▶ [Exercise]: Some entries follow. Reproduce exactly the lines starting at the one with "fn read(root: &Value, path: &str)" and stopping after the one with "let Some((last, parents))".

==== Data for review

//! In-process document tree
//!
//! Mirrors realtime-database semantics closely enough for dry runs: writing
//! `null` removes a node, `update` merges per key and keys may themselves be
//! sub-paths, and empty objects disappear.

use super::{path_segments, push_key, DocumentStore, StoreError};
use async_trait::async_trait;
use parking_lot::Mutex;
use serde_json::{Map, Value};

#[derive(Debug)]
pub struct MemoryStore {
    root: Mutex<Value>,
}

impl MemoryStore {
    pub fn new() -> Self {
        Self { root: Mutex::new(Value::Object(Map::new())) }
    }

    /// Copy of the whole tree
    pub fn snapshot(&self) -> Value {
        self.root.lock().clone()
    }

    fn read(root: &Value, path: &str) -> Option<Value> {
        let mut node = root;
        for segment in path_segments(path) {
            node = node.as_object()?.get(segment)?;
        }
        Some(node.clone())
    }

    /// Write `value` at `path` below `root`; `null` removes the node
    pub(super) fn write(root: &mut Value, path: &str, value: Value) {
        let segments: Vec<&str> = path_segments(path).collect();
        let Some((last, parents)) = segments.split_last() else {
            *root = if value.is_null() { Value::Object(Map::new()) } else { value };
            return;
        };

        if value.is_null() {
            Self::remove(root, parents, last);
            return;
        }

        let mut node = root;
        for segment in parents {
            if !node.is_object() {
                *node = Value::Object(Map::new());
            }
            node = match node {
                Value::Object(map) => {
                    map.entry(segment.to_string()).or_insert_with(|| Value::Object(Map::new()))
                }
                _ => return,
            };
        }
        if !node.is_object() {
            *node = Value::Object(Map::new());
        }
        if let Value::Object(map) = node {
            map.insert(last.to_string(), value);
        }
    }

    /// Remove `parents/last`, pruning parents left empty
    fn remove(node: &mut Value, parents: &[&str], last: &str) {
        let Value::Object(map) = node else {
            return;
        };
        match parents.split_first() {
            None => {
                map.remove(last);
            }
            Some((head, rest)) => {
                if let Some(child) = map.get_mut(*head) {
                    Self::remove(child, rest, last);
                    if child.as_object().is_some_and(|m| m.is_empty()) {
                        map.remove(*head);
                    }
                }
            }
        }
    }
}

impl Default for MemoryStore {
    fn default() -> Self {
        Self::new()
    }
}

#[async_trait]
impl DocumentStore for MemoryStore {
    async fn get(&self, path: &str) -> Result<Option<Value>, StoreError> {
        Ok(Self::read(&self.root.lock(), path))
    }

    async fn set(&self, path: &str, value: &Value) -> Result<(), StoreError> {
        Self::write(&mut self.root.lock(), path, value.clone());
        Ok(())
    }

    async fn update(&self, path: &str, fields: &Value) -> Result<(), StoreError> {
        let Some(fields) = fields.as_object() else {
            return Self::set(self, path, fields).await;
        };
        let mut root = self.root.lock();
        for (key, value) in fields {
            Self::write(&mut root, &super::join_path(path, key), value.clone());
        }
        Ok(())
    }

    async fn push(&self, path: &str, value: &Value) -> Result<String, StoreError> {
        let key = push_key();
        Self::write(&mut self.root.lock(), &super::join_path(path, &key), value.clone());
        Ok(key)
    }

    async fn delete(&self, path: &str) -> Result<(), StoreError> {
        Self::write(&mut self.root.lock(), path, Value::Null);
        Ok(())
    }

    fn name(&self) -> &'static str {
        "memory"
    }
}

#[cfg(test)]
mod tests {
    use super::*;
    use serde_json::json;

    #[tokio::test]
    async fn test_set_and_get_nested() {
        let store = MemoryStore::new();
        store.set("rooms/room01", &json!({"count": 0})).await.unwrap();

        assert_eq!(store.get("rooms/room01/count").await.unwrap(), Some(json!(0)));
        assert_eq!(store.get("/rooms/room01/").await.unwrap(), Some(json!({"count": 0})));
        assert_eq!(store.get("rooms/room02").await.unwrap(), None);
    }

    #[tokio::test]
    async fn test_update_merges_fields() {
        let store = MemoryStore::new();
        store.set("rooms/room01", &json!({"count": 0, "lastEvent": "INIT"})).await.unwrap();
        store.update("rooms/room01", &json!({"count": 3, "lastEvent": "ENTER"})).await.unwrap();
        store.update("rooms/room01", &json!({"meta/floor": 2})).await.unwrap();

        assert_eq!(
            store.get("rooms/room01").await.unwrap(),
            Some(json!({"count": 3, "lastEvent": "ENTER", "meta": {"floor": 2}}))
        );
    }

    #[tokio::test]
    async fn test_push_appends_children() {
        let store = MemoryStore::new();
        let a = store.push("sessions/r/s/events", &json!({"type": "ENTER"})).await.unwrap();
        let b = store.push("sessions/r/s/events", &json!({"type": "EXIT"})).await.unwrap();
        assert_ne!(a, b);

        let events = store.get("sessions/r/s/events").await.unwrap().unwrap();
        assert_eq!(events.as_object().unwrap().len(), 2);
        assert_eq!(events[&a]["type"], "ENTER");
    }

    #[tokio::test]
    async fn test_delete_prunes_empty_parents() {
        let store = MemoryStore::new();
        store.set("live_data/room01", &json!({"x": 1})).await.unwrap();
        store.set("rooms/room01", &json!({"count": 1})).await.unwrap();

        store.delete("live_data/room01").await.unwrap();
        assert_eq!(store.snapshot(), json!({"rooms": {"room01": {"count": 1}}}));

        // Deleting a missing node is not an error
        store.delete("sessions/nothing").await.unwrap();
    }

    #[tokio::test]
    async fn test_set_over_scalar_replaces_it() {
        let store = MemoryStore::new();
        store.set("a", &json!(5)).await.unwrap();
        store.set("a/b", &json!(true)).await.unwrap();
        assert_eq!(store.get("a").await.unwrap(), Some(json!({"b": true})));
    }
}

========

▶ [Task response]:
    fn read(root: &Value, path: &str) -> Option<Value> {
        let mut node = root;
        for segment in path_segments(path) {
            node = node.as_object()?.get(segment)?;
        }
        Some(node.clone())
    }

    /// Write `value` at `path` below `root`; `null` removes the node
    pub(super) fn write(root: &mut Value, path: &str, value: Value) {
        let segments: Vec<&str> = path_segments(path).collect();
        let Some((last, parents)) = segments.split_last() else {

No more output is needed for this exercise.